This article is part of the supplement: 2006 International Workshop on Multiscale Biological Imaging, Data Mining and Informatics
Surface similarity-based molecular query-retrieval
Department of Computer Science, San Francisco State University, San Francisco, CA 94132, USA
BMC Cell Biology 2007, 8(Suppl 1):S6 doi:10.1186/1471-2121-8-S1-S6Published: 10 July 2007
Discerning the similarity between molecules is a challenging problem in drug discovery as well as in molecular biology. The importance of this problem is due to the fact that the biochemical characteristics of a molecule are closely related to its structure.
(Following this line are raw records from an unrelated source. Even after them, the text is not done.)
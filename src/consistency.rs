//! Cross-source consistency analysis for dependency lists.
//!
//! Compares two dependency lists (typically manifest-derived vs
//! lockfile-derived) by package name and reports matches, version
//! mismatches, and packages missing on either side.

use std::collections::HashMap;

use serde::Serialize;

use crate::graph::Dependency;

/// One name present in both lists with differing versions.
#[derive(Debug, Clone, PartialEq, Eq, Serialize)]
pub struct VersionMismatch {
    pub name: String,
    pub version_a: String,
    pub version_b: String,
}

#[derive(Debug, Clone, Serialize)]
pub struct ConsistencyReport {
    pub total_a: usize,
    pub total_b: usize,
    /// Names present in both lists with equal versions
    pub matching: usize,
    pub version_mismatches: Vec<VersionMismatch>,
    /// Names only in list B
    pub missing_in_a: Vec<String>,
    /// Names only in list A
    pub missing_in_b: Vec<String>,
    /// `matching / max(total_a, total_b)`, 1.0 for two empty lists
    pub consistency_score: f64,
    pub recommendations: Vec<String>,
}

/// Compare two dependency lists by package name.
pub fn compare(a: &[Dependency], b: &[Dependency]) -> ConsistencyReport {
    let index_a: HashMap<&str, &Dependency> =
        a.iter().map(|d| (d.name.as_str(), d)).collect();
    let index_b: HashMap<&str, &Dependency> =
        b.iter().map(|d| (d.name.as_str(), d)).collect();

    let mut matching = 0usize;
    let mut version_mismatches = Vec::new();
    let mut missing_in_b = Vec::new();

    for dep in a {
        match index_b.get(dep.name.as_str()) {
            Some(other) if other.version == dep.version => matching += 1,
            Some(other) => version_mismatches.push(VersionMismatch {
                name: dep.name.clone(),
                version_a: dep.version.clone(),
                version_b: other.version.clone(),
            }),
            None => missing_in_b.push(dep.name.clone()),
        }
    }

    let mut missing_in_a: Vec<String> = b
        .iter()
        .filter(|d| !index_a.contains_key(d.name.as_str()))
        .map(|d| d.name.clone())
        .collect();

    missing_in_a.sort();
    missing_in_b.sort();
    version_mismatches.sort_by(|x, y| x.name.cmp(&y.name));

    let denominator = index_a.len().max(index_b.len());
    let consistency_score = if denominator == 0 {
        1.0
    } else {
        matching as f64 / denominator as f64
    };

    let mut recommendations = Vec::new();
    if consistency_score < 0.5 {
        recommendations.push(
            "Low consistency between sources; verify both were generated from the same project state"
                .to_string(),
        );
    }
    if !missing_in_a.is_empty() || !missing_in_b.is_empty() {
        recommendations.push(
            "Packages are missing from one source; the lockfile is likely stale, regenerate it"
                .to_string(),
        );
    }
    if !version_mismatches.is_empty() {
        recommendations.push(
            "Version mismatches found; re-resolve dependencies to realign manifest and lockfile"
                .to_string(),
        );
    }

    ConsistencyReport {
        total_a: index_a.len(),
        total_b: index_b.len(),
        matching,
        version_mismatches,
        missing_in_a,
        missing_in_b,
        consistency_score,
        recommendations,
    }
}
Therefore molecular similarity is a key notion in investigations targeting exploration of molecular structural space, query-retrieval in molecular databases, and structure-activity modelling. Determining molecular similarity is related to the choice of molecular representation. Currently, representations with high descriptive power and physical relevance like 3D surface-based descriptors are available. Information from such representations is both surface-based and volumetric. However, most techniques for determining molecular similarity tend to focus on idealized 2D graph-based descriptors due to the complexity that accompanies reasoning with more elaborate representations.
This paper addresses the problem of determining similarity when molecules are described using complex surface-based representations. It proposes an intrinsic, spherical representation that systematically maps points on a molecular surface to points on a standard coordinate system (a sphere). Molecular surface properties such as shape, field strengths, and effects due to field super-positioningcan then be captured as distributions on the surface of the sphere. Surface-based molecular similarity is subsequently determined by computing the similarity of the surface-property distributions using a novel formulation of histogram-intersection. The similarity formulation is not only sensitive to the 3D distribution of the surface properties, but is also highly efficient to compute.
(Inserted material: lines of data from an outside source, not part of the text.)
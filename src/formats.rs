//! Dependency file format detection and best-file selection.
//!
//! A filename (plus a peek at the content where filenames are ambiguous,
//! e.g. `package-lock.json` v1 vs v2/v3) maps to a [`FormatId`]. Lockfiles
//! outrank manifests: when several files are available for one ecosystem,
//! [`select_best`] picks the most authoritative one.

use std::collections::HashMap;

use serde::{Deserialize, Serialize};

use crate::error::ScanError;
use crate::graph::Ecosystem;

/// Identifier for a supported dependency file format.
#[derive(Debug, Clone, Copy, PartialEq, Eq, Hash, Serialize, Deserialize)]
pub enum FormatId {
    /// package-lock.json with nested `dependencies` objects (lockfileVersion 1)
    PackageLockV1,
    /// package-lock.json with a flat `packages` map (lockfileVersion 2/3)
    PackageLockV2,
    /// yarn.lock line-oriented block format
    YarnLock,
    /// `npm ls --json` installed-tree snapshot
    NpmLsTree,
    /// package.json manifest
    PackageJson,
    /// poetry.lock `[[package]]` TOML
    PoetryLock,
    /// Pipfile.lock category-keyed JSON
    PipfileLock,
    /// pyproject.toml (PEP 621 or poetry tables)
    Pyproject,
    /// Pipfile `[packages]`/`[dev-packages]` TOML
    Pipfile,
    /// requirements.txt-style requirement lines
    Requirements,
}

impl FormatId {
    /// The ecosystem this format belongs to.
    pub fn ecosystem(&self) -> Ecosystem {
        match self {
            FormatId::PackageLockV1
            | FormatId::PackageLockV2
            | FormatId::YarnLock
            | FormatId::NpmLsTree
            | FormatId::PackageJson => Ecosystem::Npm,
            FormatId::PoetryLock
            | FormatId::PipfileLock
            | FormatId::Pyproject
            | FormatId::Pipfile
            | FormatId::Requirements => Ecosystem::PyPi,
        }
    }

    /// Whether this format pins resolved versions (as opposed to ranges).
    pub fn is_lockfile(&self) -> bool {
        matches!(
            self,
            FormatId::PackageLockV1
                | FormatId::PackageLockV2
                | FormatId::YarnLock
                | FormatId::NpmLsTree
                | FormatId::PoetryLock
                | FormatId::PipfileLock
        )
    }

    pub fn as_str(&self) -> &'static str {
        match self {
            FormatId::PackageLockV1 => "package-lock.json (v1)",
            FormatId::PackageLockV2 => "package-lock.json (v2/v3)",
            FormatId::YarnLock => "yarn.lock",
            FormatId::NpmLsTree => "npm ls tree",
            FormatId::PackageJson => "package.json",
            FormatId::PoetryLock => "poetry.lock",
            FormatId::PipfileLock => "Pipfile.lock",
            FormatId::Pyproject => "pyproject.toml",
            FormatId::Pipfile => "Pipfile",
            FormatId::Requirements => "requirements.txt",
        }
    }
}

impl std::fmt::Display for FormatId {
    fn fmt(&self, f: &mut std::fmt::Formatter<'_>) -> std::fmt::Result {
        f.write_str(self.as_str())
    }
}

/// Priority rank for a format; lower is more authoritative. Lockfiles
/// always outrank manifests within an ecosystem.
pub fn priority(format: FormatId) -> u8 {
    match format {
        FormatId::PackageLockV1 | FormatId::PackageLockV2 => 0,
        FormatId::YarnLock => 1,
        FormatId::NpmLsTree => 2,
        FormatId::PackageJson => 3,
        FormatId::PoetryLock => 0,
        FormatId::PipfileLock => 1,
        FormatId::Pyproject => 2,
        FormatId::Pipfile => 3,
        FormatId::Requirements => 4,
    }
}

/// Map a filename (plus a peek at the content) to a format.
pub fn detect(filename: &str, content: &str) -> Result<FormatId, ScanError> {
    let basename = filename.rsplit(['/', '\\']).next().unwrap_or(filename);

    match basename {
        "package-lock.json" | "npm-shrinkwrap.json" => Ok(detect_package_lock_version(content)),
        "yarn.lock" => Ok(FormatId::YarnLock),
        "npm-ls.json" => Ok(FormatId::NpmLsTree),
        "package.json" => Ok(FormatId::PackageJson),
        "poetry.lock" => Ok(FormatId::PoetryLock),
        "Pipfile.lock" => Ok(FormatId::PipfileLock),
        "Pipfile" => Ok(FormatId::Pipfile),
        "pyproject.toml" => Ok(FormatId::Pyproject),
        _ if is_requirements_filename(basename) => Ok(FormatId::Requirements),
        _ => Err(ScanError::UnsupportedFormat {
            filename: filename.to_string(),
        }),
    }
}

/// requirements.txt and its common variants (requirements-dev.txt,
/// dev-requirements.txt, test_requirements.txt, ...)
fn is_requirements_filename(basename: &str) -> bool {
    let lower = basename.to_lowercase();
    lower.ends_with(".txt") && (lower.contains("requirements") || lower.contains("constraints"))
}

/// Peek at the lockfile body to tell v1 apart from v2/v3.
///
/// v2/v3 carry a `lockfileVersion >= 2` and a flat `packages` map; v1 has
/// `lockfileVersion: 1` (or none at all in very old files) and nested
/// `dependencies` objects.
fn detect_package_lock_version(content: &str) -> FormatId {
    if let Ok(value) = serde_json::from_str::<serde_json::Value>(content) {
        if let Some(version) = value.get("lockfileVersion").and_then(|v| v.as_u64()) {
            return if version >= 2 {
                FormatId::PackageLockV2
            } else {
                FormatId::PackageLockV1
            };
        }
        if value.get("packages").is_some() {
            return FormatId::PackageLockV2;
        }
    }
    FormatId::PackageLockV1
}

/// Fixed per-ecosystem selection order, most authoritative first.
fn candidate_order(ecosystem: Ecosystem) -> &'static [&'static str] {
    match ecosystem {
        Ecosystem::Npm => &[
            "package-lock.json",
            "npm-shrinkwrap.json",
            "yarn.lock",
            "npm-ls.json",
            "package.json",
        ],
        Ecosystem::PyPi => &[
            "poetry.lock",
            "Pipfile.lock",
            "pyproject.toml",
            "Pipfile",
            "requirements.txt",
        ],
    }
}

/// Walk the ecosystem's fixed priority list over the available files and
/// return the first match. Requirements-style filenames are matched by
/// pattern so `requirements-dev.txt` still qualifies when no plain
/// `requirements.txt` exists.
pub fn select_best(
    ecosystem: Ecosystem,
    files: &HashMap<String, String>,
) -> Result<(String, FormatId), ScanError> {
    for candidate in candidate_order(ecosystem) {
        if let Some(content) = files.get(*candidate) {
            return detect(candidate, content).map(|f| (candidate.to_string(), f));
        }
    }

    if ecosystem == Ecosystem::PyPi {
        let mut names: Vec<&String> = files
            .keys()
            .filter(|name| is_requirements_filename(name))
            .collect();
        names.sort();
        if let Some(name) = names.first() {
            return Ok(((*name).clone(), FormatId::Requirements));
        }
    }

    Err(ScanError::NoSupportedFiles { ecosystem })
}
The proposed method obviates the computationally expensive step of molecular pose-optimisation, can incorporate conformational variations, and facilitates highly efficient determination of similarity by directly comparing molecular surfaces and surface-based properties. Retrieval performance, applications in structure-activity modeling of complex biological properties, and comparisons with existing research and commercial methods demonstrate the validity and effectiveness of the approach.